Have you ever seen a fungus firing its spores to the tune of the Anvil Chorus from Il Travatore?
I’ll take that as a no.
Nicholas Money, an expert on fungi at Miami University, has been playing around with very fast video. Ultra fast. As in 250,000 frames-a-second fast. He knew exactly what this kind of video was made for. To film fungi that live on dung as they discharge their spores. These tiny fungi can blast spores as far as six feet away, boosting the odds that they’ll land on a clean plant that a cow or other grazing animal may eat. The fungi develop inside the animal, get pooped out with its dung, and fire their spores once more.
Money’s results were not just significant, but beautiful. The fungi fire their spores up to 55 miles an hour–which translates to an acceleration of 180,000 g. Money calls it “the fastest flight in nature.”
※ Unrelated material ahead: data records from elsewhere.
//! Error types for the sequence operations.
//!
//! Every operation validates its positions against the current length before touching
//! the tree, so a returned error always means the sequence is unchanged.

/// Primary error type for sequence operations.
#[derive(Debug, Clone, PartialEq, Eq, thiserror::Error)]
pub enum SequenceError {
    /// A position is past the end of the sequence.
    #[error("position {index} is out of range for a sequence of length {len}")]
    OutOfRange {
        /// The offending position.
        index: usize,
        /// The length of the sequence at the time of the call.
        len: usize,
    },

    /// A range whose start comes after its end.
    #[error("invalid range [{start}, {end}]: start is after end")]
    InvalidRange { start: usize, end: usize },

    /// A query of a batch failed. Queries are indexed from 0, as in [`crate::Answers`].
    #[error("query {number} failed: {source}")]
    Query {
        number: usize,
        #[source]
        source: Box<SequenceError>,
    },
}

impl SequenceError {
    /// Wraps the error as the failure of the query at index `number` of a batch.
    pub fn in_query(self, number: usize) -> SequenceError {
        SequenceError::Query {
            number,
            source: Box::new(self),
        }
    }
}

/// Convenience alias used throughout the crate.
pub type Result<T, E = SequenceError> = std::result::Result<T, E>;
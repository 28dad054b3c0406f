//! Stepping a segment to its lexicographically next or previous permutation, in place.
//!
//! The segment is never materialized. The step is made of a constant number of
//! descents and splits on the tree:
//! 1. If the whole segment is already the last permutation in the step's direction,
//!    it is reversed, wrapping around to the first one.
//! 2. Otherwise the pivot is found: the last position whose suffix is not ordered.
//!    The descent only needs the monotonicity flags of the summaries.
//! 3. The segment is split right after the pivot. The tail is ordered, so the
//!    values beyond the pivot form a prefix of it, and the last of them is found
//!    with another descent.
//! 4. The two values are swapped with two single-element assignments, and the tail is
//!    reversed.
//!
//! All of this takes `O(log n)` expected time.

use tracing::{debug, trace};

use crate::data::sequence_data::*;
use crate::data::{Data, SizedSummary};
use crate::locators::LocResult::{self, *};
use crate::trees::basic_tree::*;
use crate::trees::treap::Priority;
use crate::trees::SomeWalker;

/// The direction of a permutation step.
#[derive(PartialEq, Eq, Debug, Clone, Copy, Hash)]
pub enum Direction {
    /// Lexicographically next permutation.
    Next,
    /// Lexicographically previous permutation.
    Prev,
}

impl Direction {
    /// Whether the segment is the last permutation in this direction, i.e.,
    /// whether it can't be stepped without wrapping around.
    pub fn is_last(self, summary: &SeqSummary) -> bool {
        match self {
            Direction::Next => summary.non_increasing,
            Direction::Prev => summary.non_decreasing,
        }
    }

    /// Whether `value` may replace `pivot` in a step in this direction.
    pub fn exceeds(self, value: i64, pivot: i64) -> bool {
        match self {
            Direction::Next => value > pivot,
            Direction::Prev => value < pivot,
        }
    }
}

/// Locates the pivot: the last value whose suffix isn't the last permutation.
/// Only valid on a segment that isn't the last permutation itself.
fn pivot_locator(direction: Direction) -> impl Fn(SeqSummary, &i64, SeqSummary) -> LocResult + Clone {
    move |_left: SeqSummary, value: &i64, right: SeqSummary| {
        let suffix = SeqData::to_summary(value) + right;
        if direction.is_last(&suffix) {
            GoLeft
        } else if !direction.is_last(&right) {
            GoRight
        } else {
            Accept
        }
    }
}

/// Locates the last value that exceeds the pivot.
/// Only valid on an ordered segment that starts with a value exceeding the pivot.
fn boundary_locator(direction: Direction, pivot: i64) -> impl Fn(SeqSummary, &i64, SeqSummary) -> LocResult + Clone {
    move |_left: SeqSummary, value: &i64, right: SeqSummary| {
        if !direction.exceeds(*value, pivot) {
            return GoLeft;
        }
        match right.first() {
            Some(next) if direction.exceeds(next, pivot) => GoRight,
            _ => Accept,
        }
    }
}

/// Locates the last value of the tree by walking down its right spine.
fn last_value_locator(_left: SeqSummary, _value: &i64, right: SeqSummary) -> LocResult {
    if right.is_empty() {
        Accept
    } else {
        GoRight
    }
}

/// Replaces the segment with its next or previous permutation, as the classic
/// single-pass algorithm on arrays would.
///
/// Returns `true` if the step wrapped around, i.e., the segment was the last
/// permutation and was reversed into the first one.
pub fn step_permutation(segment: &mut BasicTree<SeqData, Priority>, direction: Direction) -> bool {
    let summary = segment.subtree_summary();
    if summary.size() <= 1 {
        return summary.size() == 1;
    }
    if direction.is_last(&summary) {
        debug!(?direction, len = summary.size, "permutation wrapped around");
        segment.act_subtree(SeqAction::reverse());
        return true;
    }

    let pivot_index = {
        let mut walker = segment.walker();
        walker.search_subtree(pivot_locator(direction));
        walker.left_summary().size()
    };

    let (mut head, mut tail) = segment.take().split_at(pivot_index + 1);
    let pivot = head.subtree_summary().last;

    let replacement = {
        let mut walker = tail.walker();
        walker.search_subtree(boundary_locator(direction, pivot));
        let replacement = *walker
            .value()
            .expect("the value after the pivot always exceeds it");
        walker.act_node(SeqAction::assign(pivot));
        replacement
    };
    trace!(?direction, pivot_index, pivot, replacement, "found the pivot");

    {
        // the pivot is the last value of the head
        let mut walker = head.walker();
        walker.search_subtree(last_value_locator);
        walker.act_node(SeqAction::assign(replacement));
    }

    tail.act_subtree(SeqAction::reverse());
    *segment = BasicTree::concatenate(head, tail);
    false
}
Money has just published his results in the journal PLOS One, and his students, in a justified fit of ecstasy, have created the first fungus opera. Behold:






September 16th, 2008 at 10:02 pm
Absolutely brilliant.
September 17th, 2008 at 12:52 am
Wait … you mean that’s dung on the left of the frame!?
September 17th, 2008 at 11:05 am
Amazing. Someone buy that man a beverage of his choice. He deserves it.
September 17th, 2008 at 11:34 am
Buller wrote a few hundred pages about the fungus, the anamorph of a Zygomycete, Pilobolus. I believe he described it going about 12 feet (possibly more) and I have seen it go this far myself germinating from some horse dung in a demonstration put on by Prof Don Pfister at the Humboldt Research Station, Eagle Hill, Maine.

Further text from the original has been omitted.